A higonokami (肥後守) is a type of folding pocket knife originating in Miki, Hyōgo Prefecture, Japan in 1896. The knife has no locking system, but is a friction folder or "penny knife", using the friction of the swivel or the pressure of the user's thumb on its iconic lever, or chikiri, to prevent the knife from folding during use. The handle of the higonokami is made of a folded-over sheet of metal. The handle is stamped with the name of the maker of the knife and the steel used in the blade. A distinguishing feature is that the blade has a flat grind without a secondary bevel.

==Etymology==
The kanji used to spell higonokami (肥後守) in Japanese means "Governor of Higo". This was the most senior administrative position or kokushi who governed Higo (肥後国), an old province on the island of Kyūshū, which is now in present-day Kumamoto Prefecture. Within the Taihō Code, Kami (長官) was the highest of four titles of shitōkan (四等官) in the "four-ranked officials" system, the others being suke (次官), jō (判官), and sakan (主典).

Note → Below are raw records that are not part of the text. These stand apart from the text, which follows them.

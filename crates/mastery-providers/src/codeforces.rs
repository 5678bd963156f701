//! Codeforces submission-history provider.

use std::time::Duration;

use anyhow::Context;
use async_trait::async_trait;
use serde::Deserialize;
use tracing::instrument;

use mastery_core::model::{ProblemRef, RawAttempt, Verdict};
use mastery_core::traits::HistoryProvider;

use crate::error::ProviderError;

pub const DEFAULT_BASE_URL: &str = "https://codeforces.com";
pub const DEFAULT_TIMEOUT_SECS: u64 = 30;
const DEFAULT_RETRY_AFTER_SECS: u64 = 2;

/// Reads a handle's full submission list from the Codeforces API.
pub struct CodeforcesProvider {
    base_url: String,
    timeout_secs: u64,
    client: reqwest::Client,
}

impl CodeforcesProvider {
    pub fn new(base_url: Option<String>, timeout_secs: u64) -> anyhow::Result<Self> {
        let client = reqwest::Client::builder()
            .timeout(Duration::from_secs(timeout_secs))
            .build()
            .context("failed to build HTTP client")?;

        let base_url = base_url
            .filter(|u| !u.is_empty())
            .unwrap_or_else(|| DEFAULT_BASE_URL.to_string());

        Ok(Self {
            base_url: base_url.trim_end_matches('/').to_string(),
            timeout_secs,
            client,
        })
    }

    pub fn base_url(&self) -> &str {
        &self.base_url
    }
}

#[derive(Deserialize)]
struct CfResponse {
    status: String,
    #[serde(default)]
    comment: Option<String>,
    #[serde(default)]
    result: Option<Vec<CfSubmission>>,
}

#[derive(Deserialize)]
#[serde(rename_all = "camelCase")]
struct CfSubmission {
    creation_time_seconds: i64,
    problem: CfProblem,
    #[serde(default)]
    verdict: Option<Verdict>,
}

#[derive(Deserialize)]
#[serde(rename_all = "camelCase")]
struct CfProblem {
    #[serde(default)]
    contest_id: Option<u32>,
    index: String,
    #[serde(default)]
    name: String,
    #[serde(default)]
    rating: Option<u32>,
    #[serde(default)]
    tags: Vec<String>,
}

impl From<CfSubmission> for RawAttempt {
    fn from(s: CfSubmission) -> Self {
        RawAttempt {
            verdict: s.verdict,
            problem: ProblemRef {
                contest_id: s.problem.contest_id,
                index: s.problem.index,
                name: s.problem.name,
                rating: s.problem.rating,
                tags: s.problem.tags,
            },
            created_at: s.creation_time_seconds,
        }
    }
}

#[async_trait]
impl HistoryProvider for CodeforcesProvider {
    fn name(&self) -> &str {
        "codeforces"
    }

    #[instrument(skip(self))]
    async fn fetch_history(&self, learner: &str) -> anyhow::Result<Vec<RawAttempt>> {
        let url = reqwest::Url::parse_with_params(
            &format!("{}/api/user.status", self.base_url),
            &[("handle", learner)],
        )
        .with_context(|| format!("invalid base URL: {}", self.base_url))?;

        let response = self.client.get(url).send().await.map_err(|e| {
            if e.is_timeout() {
                ProviderError::Timeout(self.timeout_secs)
            } else if e.is_connect() {
                ProviderError::NetworkError(format!(
                    "Codeforces not reachable at {}: {e}",
                    self.base_url
                ))
            } else {
                ProviderError::NetworkError(e.to_string())
            }
        })?;

        let status = response.status().as_u16();
        if status == 429 || status == 503 {
            let retry_after = response
                .headers()
                .get("retry-after")
                .and_then(|v| v.to_str().ok())
                .and_then(|v| v.parse::<u64>().ok())
                .unwrap_or(DEFAULT_RETRY_AFTER_SECS)
                * 1000;
            return Err(ProviderError::RateLimited {
                retry_after_ms: retry_after,
            }
            .into());
        }

        let body = response.text().await.map_err(|e| {
            if e.is_timeout() {
                ProviderError::Timeout(self.timeout_secs)
            } else {
                ProviderError::NetworkError(e.to_string())
            }
        })?;

        // Failed calls come back as HTTP 400 with a JSON body explaining why.
        let api_response: CfResponse = match serde_json::from_str(&body) {
            Ok(r) => r,
            Err(_) if status >= 400 => {
                return Err(ProviderError::ApiError {
                    status,
                    message: body,
                }
                .into())
            }
            Err(e) => return Err(ProviderError::Decode(e.to_string()).into()),
        };

        if api_response.status != "OK" {
            let comment = api_response.comment.unwrap_or_default();
            if comment.contains("not found") {
                return Err(ProviderError::LearnerNotFound(learner.to_string()).into());
            }
            return Err(ProviderError::ApiError {
                status,
                message: comment,
            }
            .into());
        }

        let attempts: Vec<RawAttempt> = api_response
            .result
            .unwrap_or_default()
            .into_iter()
            .map(RawAttempt::from)
            .collect();
        tracing::debug!(learner, attempts = attempts.len(), "fetched submissions");
        Ok(attempts)
    }
}

#[cfg(test)]
mod tests {
    use super::*;
    use wiremock::matchers::{method, path, query_param};
    use wiremock::{Mock, MockServer, ResponseTemplate};

    fn provider(server: &MockServer) -> CodeforcesProvider {
        CodeforcesProvider::new(Some(server.uri()), DEFAULT_TIMEOUT_SECS).unwrap()
    }

    fn provider_error(err: &anyhow::Error) -> &ProviderError {
        err.downcast_ref::<ProviderError>()
            .expect("expected a ProviderError")
    }

    #[tokio::test]
    async fn successful_fetch() {
        let server = MockServer::start().await;

        let response_body = serde_json::json!({
            "status": "OK",
            "result": [
                {
                    "id": 2,
                    "contestId": 1520,
                    "creationTimeSeconds": 1_700_000_100,
                    "problem": {
                        "contestId": 1520,
                        "index": "F",
                        "name": "Guess the K-th Zero",
                        "rating": 1600,
                        "tags": ["binary search", "interactive"]
                    },
                    "verdict": "OK"
                },
                {
                    "id": 1,
                    "contestId": 1520,
                    "creationTimeSeconds": 1_700_000_000,
                    "problem": {
                        "contestId": 1520,
                        "index": "F",
                        "name": "Guess the K-th Zero",
                        "tags": []
                    },
                    "verdict": "WRONG_ANSWER"
                },
                {
                    "id": 3,
                    "creationTimeSeconds": 1_700_000_200,
                    "problem": {"index": "Z", "name": "Testing"}
                }
            ]
        });

        Mock::given(method("GET"))
            .and(path("/api/user.status"))
            .and(query_param("handle", "tourist"))
            .respond_with(ResponseTemplate::new(200).set_body_json(&response_body))
            .mount(&server)
            .await;

        let attempts = provider(&server).fetch_history("tourist").await.unwrap();
        assert_eq!(attempts.len(), 3);
        assert_eq!(attempts[0].verdict, Some(Verdict::Ok));
        assert_eq!(attempts[0].problem.key(), "1520F");
        assert_eq!(attempts[0].problem.rating, Some(1600));
        assert_eq!(attempts[0].created_at, 1_700_000_100);
        assert_eq!(attempts[1].verdict, Some(Verdict::WrongAnswer));
        assert_eq!(attempts[2].verdict, None);
        assert_eq!(attempts[2].problem.contest_id, None);
    }

    #[tokio::test]
    async fn unknown_verdicts_are_kept() {
        let server = MockServer::start().await;
        let response_body = serde_json::json!({
            "status": "OK",
            "result": [{
                "creationTimeSeconds": 1,
                "problem": {"contestId": 1, "index": "A"},
                "verdict": "SOMETHING_NEW"
            }]
        });
        Mock::given(method("GET"))
            .and(path("/api/user.status"))
            .respond_with(ResponseTemplate::new(200).set_body_json(&response_body))
            .mount(&server)
            .await;

        let attempts = provider(&server).fetch_history("x").await.unwrap();
        assert_eq!(attempts[0].verdict, Some(Verdict::Other));
    }

    #[tokio::test]
    async fn unknown_handle() {
        let server = MockServer::start().await;

        Mock::given(method("GET"))
            .and(path("/api/user.status"))
            .respond_with(ResponseTemplate::new(400).set_body_json(serde_json::json!({
                "status": "FAILED",
                "comment": "handle: User with handle nobody_xyz not found"
            })))
            .mount(&server)
            .await;

        let err = provider(&server)
            .fetch_history("nobody_xyz")
            .await
            .unwrap_err();
        let err = provider_error(&err);
        assert!(matches!(err, ProviderError::LearnerNotFound(h) if h == "nobody_xyz"));
        assert!(err.is_permanent());
    }

    #[tokio::test]
    async fn other_failures_are_api_errors() {
        let server = MockServer::start().await;

        Mock::given(method("GET"))
            .and(path("/api/user.status"))
            .respond_with(ResponseTemplate::new(400).set_body_json(serde_json::json!({
                "status": "FAILED",
                "comment": "count: Field should contain positive integer"
            })))
            .mount(&server)
            .await;

        let err = provider(&server).fetch_history("tourist").await.unwrap_err();
        assert!(matches!(
            provider_error(&err),
            ProviderError::ApiError { status: 400, .. }
        ));
    }

    #[tokio::test]
    async fn rate_limiting() {
        let server = MockServer::start().await;

        Mock::given(method("GET"))
            .and(path("/api/user.status"))
            .respond_with(ResponseTemplate::new(429).insert_header("retry-after", "5"))
            .mount(&server)
            .await;

        let err = provider(&server).fetch_history("tourist").await.unwrap_err();
        assert!(err.to_string().contains("rate limited"));
        assert!(matches!(
            provider_error(&err),
            ProviderError::RateLimited {
                retry_after_ms: 5000
            }
        ));
    }

    #[tokio::test]
    async fn server_error_with_html_body() {
        let server = MockServer::start().await;

        Mock::given(method("GET"))
            .and(path("/api/user.status"))
            .respond_with(ResponseTemplate::new(502).set_body_string("<html>Bad Gateway</html>"))
            .mount(&server)
            .await;

        let err = provider(&server).fetch_history("tourist").await.unwrap_err();
        let err = provider_error(&err);
        assert!(matches!(err, ProviderError::ApiError { status: 502, .. }));
        assert!(!err.is_permanent());
    }

    #[tokio::test]
    async fn malformed_body() {
        let server = MockServer::start().await;

        Mock::given(method("GET"))
            .and(path("/api/user.status"))
            .respond_with(ResponseTemplate::new(200).set_body_string("{\"status\": \"OK\", \"result\": ["))
            .mount(&server)
            .await;

        let err = provider(&server).fetch_history("tourist").await.unwrap_err();
        assert!(matches!(provider_error(&err), ProviderError::Decode(_)));
    }

    #[tokio::test]
    async fn slow_response_times_out() {
        let server = MockServer::start().await;

        Mock::given(method("GET"))
            .and(path("/api/user.status"))
            .respond_with(
                ResponseTemplate::new(200)
                    .set_body_json(serde_json::json!({"status": "OK", "result": []}))
                    .set_delay(Duration::from_secs(3)),
            )
            .mount(&server)
            .await;

        let provider = CodeforcesProvider::new(Some(server.uri()), 1).unwrap();
        let err = provider.fetch_history("tourist").await.unwrap_err();
        assert!(matches!(provider_error(&err), ProviderError::Timeout(1)));
    }

    #[test]
    fn default_base_url() {
        let provider = CodeforcesProvider::new(None, DEFAULT_TIMEOUT_SECS).unwrap();
        assert_eq!(provider.base_url(), DEFAULT_BASE_URL);
        let provider =
            CodeforcesProvider::new(Some("http://localhost:8080/".into()), 5).unwrap();
        assert_eq!(provider.base_url(), "http://localhost:8080");
    }
}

The shitōkan enforced the historical law system known as Ritsuryō. Kami can be spelled in numerous ways depending on the government agency; in the case of the Kokushi (国司, "Governor's Office"), the kanji is 守 which means "protector".

== History ==
The knife first appeared in 1896 as a result of smiths and metal workers struggling in post-samurai Japan following the major reforms made by Emperor Meiji in the late 19th century. With the abolition of the samurai class, the decline in demand for swords, especially after wearing them in public became illegal in 1876, required diversification into tools and knives. The pocketknives became very successful and popular in Japan. But sales went into decline after harsher knife legislation was enacted in Japan in 1961 following the fatal stabbing of Japanese politician Inejirō Asanuma as well as the attempt on then Prime Minister Nobusuke Kishi a year earlier, both by far-right activists.

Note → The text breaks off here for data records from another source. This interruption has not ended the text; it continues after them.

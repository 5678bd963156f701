//! Collaborator traits: where the curriculum graph and solve history come
//! from, and where sync results go.
//!
//! Implemented by the `mastery-providers` and `mastery-store` crates.

use async_trait::async_trait;

use crate::engine::MasterySnapshot;
use crate::graph::TopicGraph;
use crate::model::RawAttempt;
use crate::record::LearnerRecord;

/// Source of the current curriculum graph snapshot.
#[async_trait]
pub trait GraphProvider: Send + Sync {
    /// Human-readable source name (e.g. "builtin", a file path).
    fn name(&self) -> &str;

    /// Load every topic and prerequisite edge.
    async fn load_graph(&self) -> anyhow::Result<TopicGraph>;
}

/// Upstream judge that knows a learner's submission history.
#[async_trait]
pub trait HistoryProvider: Send + Sync {
    /// Human-readable provider name (e.g. "codeforces").
    fn name(&self) -> &str;

    /// Every attempt the learner made, in any order.
    async fn fetch_history(&self, learner: &str) -> anyhow::Result<Vec<RawAttempt>>;
}

/// Destination for sync results.
///
/// `commit` must be all-or-nothing: either every topic and bin row of the
/// snapshot becomes visible, or none does.
#[async_trait]
pub trait MasterySink: Send + Sync {
    /// Upsert one snapshot atomically (see [`LearnerRecord::apply`]).
    async fn commit(&self, snapshot: &MasterySnapshot) -> anyhow::Result<()>;

    /// Everything stored for `learner`, if anything.
    async fn load(&self, learner: &str) -> anyhow::Result<Option<LearnerRecord>>;
}
//! Connection ownership and lifecycle.
//!
//! # Responsibilities
//! - Own exactly one socket through a [`DualModeStream`]
//! - Generate unique connection IDs for tracing and registry keys
//! - Carry the per-connection cancellation handle that unblocks reads
//! - Abort in-flight writes on teardown so a peer that stops reading
//!   cannot hold the write side forever
//! - Make close and dispose idempotent and reject use afterwards

use std::fmt;
use std::io;
use std::sync::atomic::{AtomicBool, AtomicU64, Ordering};
use std::time::Duration;

use thiserror::Error;
use tokio::net::TcpStream;
use tokio_util::sync::CancellationToken;

use crate::net::endpoint::Endpoint;
use crate::net::stream::{DualModeStream, StreamError};

/// Global atomic counter for connection IDs.
/// Using relaxed ordering is sufficient since we only need uniqueness, not synchronization.
static CONNECTION_ID_COUNTER: AtomicU64 = AtomicU64::new(1);

/// How long `close` waits for the write side before aborting pending writes.
pub const CLOSE_GRACE: Duration = Duration::from_millis(500);

/// Unique identifier for a connection.
#[derive(Debug, Clone, Copy, PartialEq, Eq, Hash, PartialOrd, Ord)]
pub struct ConnectionId(u64);

impl ConnectionId {
    /// Generate a new unique connection ID.
    pub fn new() -> Self {
        Self(CONNECTION_ID_COUNTER.fetch_add(1, Ordering::Relaxed))
    }

    /// Get the raw ID value.
    pub fn as_u64(&self) -> u64 {
        self.0
    }
}

impl Default for ConnectionId {
    fn default() -> Self {
        Self::new()
    }
}

impl fmt::Display for ConnectionId {
    fn fmt(&self, f: &mut fmt::Formatter<'_>) -> fmt::Result {
        write!(f, "conn-{}", self.0)
    }
}

/// Errors raised by [`Connection`] operations.
#[derive(Debug, Error)]
pub enum ConnectionError {
    #[error("connection {0} is closed")]
    Closed(ConnectionId),

    #[error("connection {0} is disposed")]
    Disposed(ConnectionId),

    #[error("read cancelled")]
    Cancelled,

    #[error("no line within {0:?}")]
    Timeout(Duration),

    #[error("write did not complete within {0:?}")]
    WriteTimeout(Duration),

    #[error("failed to resolve socket endpoints: {0}")]
    Endpoint(io::Error),

    #[error("failed to connect to {addr}: {source}")]
    Connect { addr: String, source: io::Error },

    #[error(transparent)]
    Stream(#[from] StreamError),
}

impl ConnectionError {
    /// Whether this is the transport going away rather than a fault.
    pub fn is_expected_teardown(&self) -> bool {
        match self {
            ConnectionError::Closed(_) | ConnectionError::Disposed(_) | ConnectionError::Cancelled => true,
            ConnectionError::Stream(StreamError::Released) => true,
            ConnectionError::Stream(StreamError::Io(e)) => matches!(
                e.kind(),
                io::ErrorKind::ConnectionReset
                    | io::ErrorKind::ConnectionAborted
                    | io::ErrorKind::BrokenPipe
                    | io::ErrorKind::UnexpectedEof
                    | io::ErrorKind::NotConnected
            ),
            _ => false,
        }
    }
}

/// One socket, its line stream and its lifecycle flags.
pub struct Connection {
    id: ConnectionId,
    local: Endpoint,
    remote: Endpoint,
    stream: DualModeStream,
    cancel: CancellationToken,
    abort_writes: CancellationToken,
    closed: AtomicBool,
    disposed: AtomicBool,
    send_blocked: AtomicBool,
}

The name "higonokami" is now trademarked by the Miki Custom Knife Guild in Miki City near Osaka, and it decides which brands can be associated with the name. However, only one fifth-generation manufacturer KaneKoma (from its Nagao Kanekoma Factory in Miki) is legally allowed to call its knives exclusively "higonokami". Other knifemakers of traditional style or modernized versions of higonokami must refer to their products as "Higo" or "Higonokami-style".